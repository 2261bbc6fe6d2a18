//! Deterministic word-count chapter splitter.
//!
//! Used whenever AI chaptering fails. Splits text into `clamp(ceil(n / 1500), 2, 15)`
//! contiguous word windows of equal size, drops windows shorter than the
//! minimum chapter length, and numbers the survivors densely from 1.
//!
//! Pure and repeatable: the same text and file name always give the same chapters.

use crate::config::ChapteringConfig;
use crate::models::Chapter;

/// Target chapter size for the fallback splitter.
pub const TARGET_WORDS_PER_CHAPTER: usize = 1500;
/// Chapters with less content than this (in characters) are never emitted.
pub const MIN_CHAPTER_LENGTH: usize = 200;
/// Fewest chapters the fallback splitter produces for long-enough text.
pub const MIN_CHAPTERS: usize = 2;
/// Upper bound on chapters from either chaptering path.
pub const MAX_CHAPTERS: usize = 15;

/// Whitespace-token count; the only source of [`Chapter::word_count`].
pub fn word_count(text: &str) -> usize {
    text.split_whitespace().count()
}

/// Split `text` into generic "Chapter N" chapters without calling a model.
///
/// Returns contiguous `chapter_number`s starting at 1. Returns an empty
/// list only when the whole text is shorter than `min_chapter_chars`.
pub fn fallback_chunk(text: &str, file_name: &str, config: &ChapteringConfig) -> Vec<Chapter> {
    let words: Vec<&str> = text.split_whitespace().collect();
    let total = words.len();
    if total == 0 {
        return Vec::new();
    }

    let chapter_count = total
        .div_ceil(config.target_words_per_chapter)
        .clamp(config.min_chapters, config.max_chapters);
    let words_per_chapter = total.div_ceil(chapter_count);

    let mut chapters = Vec::new();
    for window in words.chunks(words_per_chapter) {
        let content = window.join(" ");
        if content.chars().count() < config.min_chapter_chars {
            continue;
        }
        chapters.push(make_chapter(chapters.len() + 1, file_name, content));
    }

    // Many short windows can all fall under the minimum even though the
    // text as a whole is long enough to be one chapter.
    if chapters.is_empty() {
        let content = words.join(" ");
        if content.chars().count() >= config.min_chapter_chars {
            chapters.push(make_chapter(1, file_name, content));
        }
    }

    chapters
}

fn make_chapter(number: usize, file_name: &str, content: String) -> Chapter {
    Chapter {
        chapter_number: number as u32,
        title: format!("Chapter {}", number),
        summary: format!("Section {} of {}", number, file_name),
        word_count: word_count(&content),
        content,
    }
}

#[cfg(test)]
mod tests {
    use super::*;

    fn words(n: usize) -> String {
        (0..n).map(|i| format!("word{}", i)).collect::<Vec<_>>().join(" ")
    }

    fn cfg() -> ChapteringConfig {
        ChapteringConfig::default()
    }

    #[test]
    fn three_thousand_words_make_two_chapters() {
        let chapters = fallback_chunk(&words(3000), "book.txt", &cfg());
        assert_eq!(chapters.len(), 2);
        assert_eq!(chapters[0].word_count, 1500);
        assert_eq!(chapters[1].word_count, 1500);
        assert_eq!(chapters[0].title, "Chapter 1");
        assert_eq!(chapters[1].summary, "Section 2 of book.txt");
    }

    #[test]
    fn chapter_count_is_capped() {
        let chapters = fallback_chunk(&words(40_000), "big.txt", &cfg());
        assert_eq!(chapters.len(), 15);
        let total: usize = chapters.iter().map(|c| c.word_count).sum();
        assert_eq!(total, 40_000);
    }

    #[test]
    fn numbers_are_contiguous_from_one() {
        let chapters = fallback_chunk(&words(7_777), "x.txt", &cfg());
        for (i, ch) in chapters.iter().enumerate() {
            assert_eq!(ch.chapter_number as usize, i + 1);
        }
    }

    #[test]
    fn word_count_matches_content() {
        let text = "alpha  beta\n\ngamma\tdelta ".repeat(200);
        for ch in fallback_chunk(&text, "x.txt", &cfg()) {
            assert_eq!(ch.word_count, ch.content.split_whitespace().count());
            assert!(ch.content.chars().count() >= MIN_CHAPTER_LENGTH);
        }
    }

    #[test]
    fn short_trailing_window_is_dropped() {
        // Two one-word windows: a 60-char word and a 1-char word.
        let cfg = ChapteringConfig {
            min_chapter_chars: 50,
            ..ChapteringConfig::default()
        };
        let mut text = "x".repeat(60);
        text.push(' ');
        text.push('y');
        let chapters = fallback_chunk(&text, "t.txt", &cfg);
        assert_eq!(chapters.len(), 1);
        assert_eq!(chapters[0].chapter_number, 1);
        assert_eq!(chapters[0].content, "x".repeat(60));
    }

    #[test]
    fn short_text_still_yields_one_chapter() {
        // 40 words of 5 chars: both halves are ~120 chars, the whole is ~240.
        let text = vec!["abcde"; 40].join(" ");
        let chapters = fallback_chunk(&text, "short.txt", &cfg());
        assert_eq!(chapters.len(), 1);
        assert_eq!(chapters[0].word_count, 40);
    }

    #[test]
    fn too_short_text_yields_nothing() {
        assert!(fallback_chunk("tiny text", "t.txt", &cfg()).is_empty());
        assert!(fallback_chunk("   ", "t.txt", &cfg()).is_empty());
    }

    #[test]
    fn deterministic() {
        let text = words(5_000);
        let a = fallback_chunk(&text, "d.txt", &cfg());
        let b = fallback_chunk(&text, "d.txt", &cfg());
        assert_eq!(a, b);
    }
}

|---|

Exercise: Lines from the start of the material through the line containing "list only when" are wanted. Write them out exactly.

Result:
repository 2261bbc6fe6d2a18
//! Deterministic word-count chapter splitter.
//!
//! Used whenever AI chaptering fails. Splits text into `clamp(ceil(n / 1500), 2, 15)`
//! contiguous word windows of equal size, drops windows shorter than the
//! minimum chapter length, and numbers the survivors densely from 1.
//!
//! Pure and repeatable: the same text and file name always give the same chapters.

use crate::config::ChapteringConfig;
use crate::models::Chapter;

/// Target chapter size for the fallback splitter.
pub const TARGET_WORDS_PER_CHAPTER: usize = 1500;
/// Chapters with less content than this (in characters) are never emitted.
pub const MIN_CHAPTER_LENGTH: usize = 200;
/// Fewest chapters the fallback splitter produces for long-enough text.
pub const MIN_CHAPTERS: usize = 2;
/// Upper bound on chapters from either chaptering path.
pub const MAX_CHAPTERS: usize = 15;

/// Whitespace-token count; the only source of [`Chapter::word_count`].
pub fn word_count(text: &str) -> usize {
    text.split_whitespace().count()
}

/// Split `text` into generic "Chapter N" chapters without calling a model.
///
/// Returns contiguous `chapter_number`s starting at 1. Returns an empty
/// list only when the whole text is shorter than `min_chapter_chars`.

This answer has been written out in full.